The only disruptive thing I remember about our trips to the Mill Lake Inn was one night when we were riding home and I noticed that the car seemed to curve back and forth on the street. Papaw turned it to the left, and suddenly we were riding across the field in front of the steel mill.

By that time, I was yelling and crying, “Papaw, we’re not in the street anymore. Papaw, we’re in the mill field.” The car rocked back and forth in the hard chunks of mud before it collided headfirst into a power pole. I was all shaking and scared.

“You hit the pole, Papaw. We’re going to die!”

He didn’t say anything for a while, just sat there, staring at the pole. His only response to me was, “Ain’t that bear by the lake a smart thing? It’s a good thing you give him peanuts.” Then he slowly opened his door and walked around to my side, opened it carefully, and lifted me out.

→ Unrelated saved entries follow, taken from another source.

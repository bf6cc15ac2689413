// SPDX-License-Identifier: Apache-2.0
// Copyright (c) 2025 Polyframe Inc.

//! Indexed primitive generators, centered on the origin with Y up

use super::Mesh;
use nalgebra::{Point3, Vector3};
use std::f64::consts::PI;

/// Geometric primitives
#[derive(Debug, Clone, Copy, PartialEq)]
pub enum Primitive {
    Cuboid { size: Vector3<f64> },
    Cylinder { h: f64, r: f64, segments: usize },
    Cone { h: f64, r: f64, segments: usize },
    Torus { major: f64, minor: f64, segments: usize, sides: usize },
    /// Right-corner tetrahedron with legs along +X, +Y, +Z. Chiral when the
    /// legs all differ.
    Tetrahedron { legs: Vector3<f64> },
}

impl Primitive {
    pub fn cube(size: f64) -> Self {
        Self::Cuboid {
            size: Vector3::new(size, size, size),
        }
    }

    pub fn cuboid(size: Vector3<f64>) -> Self {
        Self::Cuboid { size }
    }

    pub fn cylinder(h: f64, r: f64, segments: usize) -> Self {
        Self::Cylinder {
            h,
            r,
            segments: segments.max(3),
        }
    }

    pub fn cone(h: f64, r: f64, segments: usize) -> Self {
        Self::Cone {
            h,
            r,
            segments: segments.max(3),
        }
    }

    pub fn torus(major: f64, minor: f64, segments: usize, sides: usize) -> Self {
        Self::Torus {
            major,
            minor,
            segments: segments.max(3),
            sides: sides.max(3),
        }
    }

    pub fn tetrahedron(legs: Vector3<f64>) -> Self {
        Self::Tetrahedron { legs }
    }

    pub fn to_mesh(&self) -> Mesh {
        match *self {
            Self::Cuboid { size } => generate_cuboid_mesh(size),
            Self::Cylinder { h, r, segments } => generate_cylinder_mesh(h, r, segments),
            Self::Cone { h, r, segments } => generate_cone_mesh(h, r, segments),
            Self::Torus {
                major,
                minor,
                segments,
                sides,
            } => generate_torus_mesh(major, minor, segments, sides),
            Self::Tetrahedron { legs } => generate_tetrahedron_mesh(legs),
        }
    }
}

fn generate_cuboid_mesh(size: Vector3<f64>) -> Mesh {
    let h = size / 2.0;
    let mut mesh = Mesh::with_capacity(8, 6);
    for &(x, y, z) in &[
        (-h.x, -h.y, -h.z),
        (h.x, -h.y, -h.z),
        (h.x, h.y, -h.z),
        (-h.x, h.y, -h.z),
        (-h.x, -h.y, h.z),
        (h.x, -h.y, h.z),
        (h.x, h.y, h.z),
        (-h.x, h.y, h.z),
    ] {
        mesh.add_vertex(Point3::new(x, y, z));
    }

    // Outward winding
    mesh.add_face([0, 3, 2, 1]);
    mesh.add_face([4, 5, 6, 7]);
    mesh.add_face([0, 1, 5, 4]);
    mesh.add_face([3, 7, 6, 2]);
    mesh.add_face([0, 4, 7, 3]);
    mesh.add_face([1, 2, 6, 5]);
    mesh
}

fn ring_point(radius: f64, y: f64, i: usize, segments: usize) -> Point3<f64> {
    let angle = 2.0 * PI * i as f64 / segments as f64;
    Point3::new(radius * angle.cos(), y, radius * angle.sin())
}

fn generate_cylinder_mesh(height: f64, radius: f64, segments: usize) -> Mesh {
    let mut mesh = Mesh::with_capacity(segments * 2, segments + 2);
    let half = height / 2.0;

    for i in 0..segments {
        mesh.add_vertex(ring_point(radius, -half, i, segments));
    }
    for i in 0..segments {
        mesh.add_vertex(ring_point(radius, half, i, segments));
    }

    for i in 0..segments {
        let next = (i + 1) % segments;
        mesh.add_face([i, segments + i, segments + next, next]);
    }
    mesh.add_face((0..segments).collect::<Vec<_>>());
    mesh.add_face((segments..segments * 2).rev().collect::<Vec<_>>());
    mesh
}

fn generate_cone_mesh(height: f64, radius: f64, segments: usize) -> Mesh {
    let mut mesh = Mesh::with_capacity(segments + 1, segments + 1);
    let half = height / 2.0;

    for i in 0..segments {
        mesh.add_vertex(ring_point(radius, -half, i, segments));
    }
    let apex = mesh.add_vertex(Point3::new(0.0, half, 0.0));

    for i in 0..segments {
        mesh.add_face([i, apex, (i + 1) % segments]);
    }
    mesh.add_face((0..segments).collect::<Vec<_>>());
    mesh
}

fn generate_torus_mesh(major: f64, minor: f64, segments: usize, sides: usize) -> Mesh {
    let mut mesh = Mesh::with_capacity(segments * sides, segments * sides);

    for i in 0..segments {
        let u = 2.0 * PI * i as f64 / segments as f64;
        for j in 0..sides {
            let v = 2.0 * PI * j as f64 / sides as f64;
            let ring = major + minor * v.cos();
            mesh.add_vertex(Point3::new(ring * u.cos(), minor * v.sin(), ring * u.sin()));
        }
    }

    let index = |i: usize, j: usize| (i % segments) * sides + (j % sides);
    for i in 0..segments {
        for j in 0..sides {
            mesh.add_face([
                index(i, j),
                index(i, j + 1),
                index(i + 1, j + 1),
                index(i + 1, j),
            ]);
        }
    }
    mesh
}

fn generate_tetrahedron_mesh(legs: Vector3<f64>) -> Mesh {
    let mut mesh = Mesh::with_capacity(4, 4);
    mesh.add_vertex(Point3::origin());
    mesh.add_vertex(Point3::new(legs.x, 0.0, 0.0));
    mesh.add_vertex(Point3::new(0.0, legs.y, 0.0));
    mesh.add_vertex(Point3::new(0.0, 0.0, legs.z));

    mesh.add_face([0, 2, 1]);
    mesh.add_face([0, 1, 3]);
    mesh.add_face([0, 3, 2]);
    mesh.add_face([1, 2, 3]);
    mesh
}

“Betty Lou,” he said calmly, “I think we’ll walk home tonight.”

And so the years passed with no declaration that Papaw had a drinking problem, until 1950 when I was in the ninth grade. Mamaw took me onto her lap and explained that Dr. Bloom told her that Papaw was very sick and needed to get help or he would die.

He was going away to a hospital in Columbus awhile, she explained, as a big black ambulance pulled up. They carried a stretcher into the house, and by the time they carried Papaw out, pale and wan, tears were streaming down all our faces – even his.

It was two weeks before he returned home and walked in the front door again.

Coming next issue: Papaw, Mamaw and I join Alcoholics Anonymous

Betty Garrett Deeds is a former reporter for the Columbus Citizen-Journal and author of Columbus: America’s Crossroads. She can be reached at This article was first published in our June 2003 issue.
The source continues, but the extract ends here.